Transcript
This is Eileen Wray-McCann for Circle of Blue, and this is “What’s Up With Water,” your need-to-know news of the world’s water, made possible by support from people like you.
In Albania, a campaign to stop hydropower development on the Vjosa River has received international attention. EuroNews reports that celebrities like Leonardo DiCaprio and the outdoor brand Patagonia have joined local and regional conservation groups to advocate for what some call Europe’s last wild river. The Vjosa River runs for 170 miles, and from its headwaters in Greece to its end at the Ionian Sea, it is free of any dams. The conservation groups want to turn the land along the river into a national park. Political leaders in Albania have supported the park idea, but activists fear empty promises, even after the Environment Ministry rejected a proposed dam on the river last September.
In South Asia last week, India and Pakistan met for the first time in over two years in an effort to resolve issues under the Indus Waters Treaty. The treaty divides the basin’s waters between the countries. According to the Indian Express, delegates discussed Pakistan’s objections to Indian hydropower projects on the Chenab River. The last meeting over the Indus basin was held in 2018. Since then, a series of military attacks between India and Pakistan put negotiations into gridlock.
This week, Circle of Blue reports on a critical juncture for Michigan’s rural water systems, which now must reckon with decades of underinvestment in infrastructure.

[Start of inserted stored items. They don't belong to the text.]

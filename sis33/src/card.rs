//! The card abstraction: one digitizer board bound to the backend of its family

use crate::{
    backend::{Backend, SegmentLayout},
    completion::CompletionSignal,
    config::{CardConfig, Channel, Round},
    error::{Error, Result},
    segment::{Segment, SegmentState},
    workqueue::{IrqLine, Job},
};
use crossbeam_channel::Sender;
use kstring::KString;
use std::sync::{
    atomic::{AtomicBool, Ordering},
    Arc, Mutex, MutexGuard, OnceLock, PoisonError, Weak,
};
use tracing::{info, warn};

/// Event timestamping capabilities
#[derive(Debug, Copy, Clone, PartialEq, Eq)]
pub struct Timestamping {
    /// Width of the timestamp counter
    pub max_ticks_log2: u32,
    /// Largest supported clock divider for the timestamp counter
    pub divider_max: u32,
}

/// What a backend declares about its hardware when registering a card
#[derive(Debug, Clone, PartialEq, Eq)]
pub struct Contract {
    pub description: KString,
    /// ADC resolution
    pub n_bits: u32,
    pub n_channels: usize,
    /// Most events a single arm may ask for
    pub max_nr_events: u32,
    /// Largest start/stop delay, in samples
    pub max_delay: u32,
    /// Supported event lengths, in samples, largest first
    pub ev_lengths: Vec<u32>,
    /// Supported sampling clock frequencies, in Hz, fastest first
    pub freqs: Vec<u32>,
    pub n_segments_min: u32,
    pub n_segments_max: u32,
    /// Number of segments after registration
    pub n_segments: u32,
    pub timestamping: Option<Timestamping>,
}

fn strictly_descending(list: &[u32]) -> bool {
    !list.is_empty() && list.windows(2).all(|w| w[0] > w[1])
}

fn round_in(list: &[u32], value: u32, round: Round) -> u32 {
    let (Some(&largest), Some(&smallest)) = (list.first(), list.last()) else {
        return value;
    };
    if value >= largest {
        return largest;
    }
    if value <= smallest {
        return smallest;
    }
    // Ties go to the larger candidate
    list.iter()
        .copied()
        .filter(|c| match round {
            Round::Up => *c >= value,
            Round::Down => *c <= value,
            Round::Nearest => true,
        })
        .min_by_key(|c| c.abs_diff(value))
        .unwrap_or(value)
}

impl Contract {
    /// # Errors
    /// Returns an error if the declared capabilities are inconsistent
    pub fn validate(&self) -> Result<()> {
        if self.n_segments == 0 || self.n_segments_min == 0 || self.n_segments_max == 0 {
            return Err(Error::invalid("segment counts must be non-zero"));
        }
        if !self.n_segments_min.is_power_of_two()
            || !self.n_segments_max.is_power_of_two()
            || !self.n_segments.is_power_of_two()
        {
            return Err(Error::invalid("segment counts must be powers of two"));
        }
        if !(self.n_segments_min..=self.n_segments_max).contains(&self.n_segments) {
            return Err(Error::invalid("initial segment count out of bounds"));
        }
        if self.n_channels == 0 {
            return Err(Error::invalid("a card needs at least one channel"));
        }
        if self.max_nr_events == 0 {
            return Err(Error::invalid("max_nr_events must be non-zero"));
        }
        if !strictly_descending(&self.ev_lengths) || self.ev_lengths.contains(&0) {
            return Err(Error::invalid(
                "event lengths must be non-zero and sorted largest first",
            ));
        }
        if !strictly_descending(&self.freqs) {
            return Err(Error::invalid("frequencies must be sorted fastest first"));
        }
        if self.timestamping.is_some_and(|t| t.divider_max == 0) {
            return Err(Error::invalid("timestamp divider_max must be non-zero"));
        }
        Ok(())
    }

    /// Samples a segment can hold when memory is split in `n_segments`
    #[must_use]
    pub fn max_samples_per_segment(&self, n_segments: u32) -> u32 {
        let split = (n_segments / self.n_segments_min.max(1)).max(1);
        self.ev_lengths.first().map_or(0, |l| l / split)
    }

    #[must_use]
    pub fn supports_event_length(&self, ev_length: u32) -> bool {
        self.ev_lengths.contains(&ev_length)
    }

    /// Rounds `ev_length` to a supported event length
    #[must_use]
    pub fn round_event_length(&self, ev_length: u32, round: Round) -> u32 {
        round_in(&self.ev_lengths, ev_length, round)
    }

    /// Rounds `hz` to a supported clock frequency
    #[must_use]
    pub fn round_clock_frequency(&self, hz: u32, round: Round) -> u32 {
        round_in(&self.freqs, hz, round)
    }

    pub(crate) fn layout(&self, n_segments: u32) -> SegmentLayout {
        SegmentLayout {
            n_segments,
            max_samples_per_segment: self.max_samples_per_segment(n_segments),
        }
    }
}

/// Everything guarded by the card lock
#[derive(Debug, Default)]
pub(crate) struct CardState {
    pub(crate) cfg: CardConfig,
    pub(crate) n_segments: u32,
    /// The segment armed last
    pub(crate) curr_segment: usize,
    pub(crate) segments: Vec<Segment>,
    pub(crate) channels: Vec<Channel>,
}

impl CardState {
    /// The acquiring segment and its arm number
    pub(crate) fn acquiring(&self) -> Option<(usize, u64)> {
        self.segments
            .iter()
            .enumerate()
            .find(|(_, s)| s.is_acquiring())
            .map(|(i, s)| (i, s.arm_seq()))
    }
}

/// One digitizer board.
///
/// Cards are created by the [`Registry`](crate::registry::Registry) and shared as `Arc<Card>`
/// between every user of the board.
#[derive(Debug)]
pub struct Card {
    index: usize,
    pub(crate) backend: Arc<dyn Backend>,
    contract: OnceLock<Contract>,
    registered: AtomicBool,
    state: Mutex<CardState>,
    pub(crate) completion: CompletionSignal,
    /// Completion queue of the owning registry
    jobs: Sender<Job>,
    /// Upwards pointer to ourselves for the interrupt lines we hand out
    this: Weak<Card>,
}

impl Card {
    pub(crate) fn new(index: usize, backend: Arc<dyn Backend>, jobs: Sender<Job>) -> Arc<Self> {
        Arc::new_cyclic(|this| Self {
            index,
            backend,
            contract: OnceLock::new(),
            registered: AtomicBool::new(false),
            state: Mutex::new(CardState::default()),
            completion: CompletionSignal::new(),
            jobs,
            this: this.clone(),
        })
    }

    /// Slot of this card in its registry
    #[must_use]
    pub fn index(&self) -> usize {
        self.index
    }

    #[must_use]
    pub fn is_registered(&self) -> bool {
        self.registered.load(Ordering::Acquire)
    }

    /// The capabilities the backend declared
    /// # Errors
    /// Returns an error if the card isn't registered
    pub fn contract(&self) -> Result<&Contract> {
        if !self.is_registered() {
            return Err(Error::NoDevice);
        }
        self.contract.get().ok_or(Error::NoDevice)
    }

    pub(crate) fn state(&self) -> MutexGuard<'_, CardState> {
        // Every lock section leaves the state consistent before it can panic
        self.state.lock().unwrap_or_else(PoisonError::into_inner)
    }

    pub(crate) fn irq_line(&self, segment: usize, seq: u64) -> IrqLine {
        IrqLine::new(self.jobs.clone(), self.this.clone(), segment, seq)
    }

    /// Runs the backend's default configuration and opens the card for business
    pub(crate) fn register(&self, contract: Contract) -> Result<()> {
        contract.validate()?;
        if self.contract.get().is_some() {
            return Err(Error::invalid("the card was registered before"));
        }
        let mut cfg = CardConfig {
            clock_frequency: contract.freqs[0],
            ..Default::default()
        };
        let mut channels = vec![Channel::default(); contract.n_channels];
        let layout = contract.layout(contract.n_segments);

        let mut state = self.state();
        self.backend.init_defaults(&mut cfg, &mut channels)?;
        self.backend.configure_acquisition(&cfg, layout)?;
        self.backend.configure_channels(&channels)?;
        *state = CardState {
            cfg,
            n_segments: contract.n_segments,
            curr_segment: 0,
            segments: (0..contract.n_segments_max)
                .map(|_| Segment::default())
                .collect(),
            channels,
        };
        drop(state);

        info!(
            card = self.index,
            description = contract.description.as_str(),
            "Registered card"
        );
        // Only fails on a concurrent registration, which the check above makes a caller bug
        if self.contract.set(contract).is_err() {
            return Err(Error::invalid("the card was registered concurrently"));
        }
        self.registered.store(true, Ordering::Release);
        Ok(())
    }

    /// Closes the card and drops every segment's recorded data. Returns false if it wasn't
    /// registered.
    pub(crate) fn unregister(&self) -> bool {
        if !self.registered.swap(false, Ordering::AcqRel) {
            return false;
        }
        let mut state = self.state();
        if let Some((segment, _)) = state.acquiring() {
            let n_channels = self.contract.get().map_or(0, |c| c.n_channels);
            // Best effort, the card goes away either way
            if let Err(e) = self.backend.cancel_acquisition(segment, n_channels) {
                warn!(card = self.index, segment, "Cannot stop the running acquisition: {e}");
            }
        }
        for segment in &mut state.segments {
            segment.clear();
        }
        drop(state);
        // Nobody should stay blocked on a card that is going away
        self.completion.interrupt();
        info!(card = self.index, "Unregistered card");
        true
    }

    /// Number of segments the sample memory is currently split in
    /// # Errors
    /// Returns an error if the card isn't registered
    pub fn n_segments(&self) -> Result<u32> {
        self.contract()?;
        Ok(self.state().n_segments)
    }

    /// The segment armed last
    /// # Errors
    /// Returns an error if the card isn't registered
    pub fn curr_segment(&self) -> Result<usize> {
        self.contract()?;
        Ok(self.state().curr_segment)
    }

    /// # Errors
    /// Returns an error if the card isn't registered or `segment` is out of range
    pub fn segment_state(&self, segment: usize) -> Result<SegmentState> {
        self.contract()?;
        let state = self.state();
        if segment >= state.n_segments as usize {
            return Err(Error::invalid(format!("segment {segment} out of range")));
        }
        Ok(state.segments[segment].state())
    }

    /// Number of events the last acquisition on `segment` recorded
    /// # Errors
    /// Returns an error if the card isn't registered or `segment` is out of range
    pub fn recorded_events(&self, segment: usize) -> Result<u32> {
        self.contract()?;
        let state = self.state();
        if segment >= state.n_segments as usize {
            return Err(Error::invalid(format!("segment {segment} out of range")));
        }
        Ok(state.segments[segment].recorded_event_count())
    }

    /// Whether any segment is acquiring right now
    /// # Errors
    /// Returns an error if the card isn't registered
    pub fn is_acquiring(&self) -> Result<bool> {
        self.contract()?;
        Ok(self.state().acquiring().is_some())
    }
}

#[cfg(test)]
mod tests {
    use super::*;
    use crate::backend::mock::Mock;

    #[test]
    fn test_contract_validation() {
        let good = Mock::contract();
        assert!(good.validate().is_ok());

        let mut c = good.clone();
        c.n_segments = 0;
        assert!(c.validate().is_err());
        let mut c = good.clone();
        c.n_segments_min = 0;
        assert!(c.validate().is_err());
        let mut c = good.clone();
        c.n_segments_max = 0;
        assert!(c.validate().is_err());
        let mut c = good.clone();
        c.n_segments = 3;
        assert!(c.validate().is_err());
        let mut c = good.clone();
        c.ev_lengths = vec![64, 128];
        assert!(c.validate().is_err());
        let mut c = good.clone();
        c.freqs.clear();
        assert!(c.validate().is_err());
        let mut c = good;
        c.n_channels = 0;
        assert!(c.validate().is_err());
    }

    #[test]
    fn test_max_samples_per_segment() {
        let c = Mock::contract();
        let largest = c.ev_lengths[0];
        assert_eq!(c.max_samples_per_segment(1), largest);
        assert_eq!(c.max_samples_per_segment(2), largest / 2);
        assert_eq!(c.max_samples_per_segment(8), largest / 8);
    }

    #[test]
    fn test_rounding() {
        let c = Contract {
            ev_lengths: vec![1024, 512, 256, 128],
            ..Mock::contract()
        };
        assert_eq!(c.round_event_length(300, Round::Nearest), 256);
        assert_eq!(c.round_event_length(300, Round::Up), 512);
        assert_eq!(c.round_event_length(300, Round::Down), 256);
        assert_eq!(c.round_event_length(512, Round::Up), 512);
        // Equidistant goes to the larger one
        assert_eq!(c.round_event_length(384, Round::Nearest), 512);
        // Out of range values clamp, whatever the direction
        assert_eq!(c.round_event_length(5000, Round::Down), 1024);
        assert_eq!(c.round_event_length(1, Round::Up), 128);
    }

    #[test]
    fn test_frequency_rounding() {
        let c = Mock::contract();
        assert_eq!(
            c.round_clock_frequency(90_000_000, Round::Nearest),
            100_000_000
        );
        assert_eq!(c.round_clock_frequency(90_000_000, Round::Down), 50_000_000);
        assert_eq!(c.round_clock_frequency(90_000_000, Round::Up), 100_000_000);
        assert_eq!(c.round_clock_frequency(1, Round::Down), 25_000_000);
    }
}
//! The error taxonomy shared by every control operation on a card

use thiserror::Error;

#[derive(Debug, Error)]
pub enum Error {
    #[error("Invalid argument: {0}")]
    InvalidArgument(String),
    #[error("Device or resource busy")]
    Busy,
    #[error("No data available in the requested segment")]
    NoData,
    #[error("Timed out waiting for the acquisition to finish")]
    TimedOut,
    #[error("Interrupted while waiting for the acquisition to finish")]
    Interrupted,
    #[error("Out of memory")]
    OutOfMemory,
    #[error("No card slots left in the registry")]
    NoSlotsAvailable,
    #[error("Card slot {0} is already in use")]
    AlreadyInUse(usize),
    #[error("The card is not registered")]
    NoDevice,
    #[error("Unsupported control request {0:#010x}")]
    UnsupportedRequest(u32),
    #[error("Faulting copy from or to caller memory")]
    FaultingCopy(#[from] crate::memory::Fault),
    #[error(transparent)]
    Backend(#[from] crate::backend::Error),
}

impl Error {
    pub(crate) fn invalid(msg: impl Into<String>) -> Self {
        Self::InvalidArgument(msg.into())
    }
}

pub type Result<T> = std::result::Result<T, Error>;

Craig Cugini, the city manager of Ishpeming, is a calculator by trade. To keep the water system functioning, he computes customer rates and charges, balances a mixture of federal loans and state grants, and keeps tabs on the aging pipes.
Right now the numbers don’t add up.
Cugini told Circle of Blue “I have probably over $10 million worth of sewer projects alone to do in this town, and I don’t have anywhere near $10 million worth of money to do sewer work.”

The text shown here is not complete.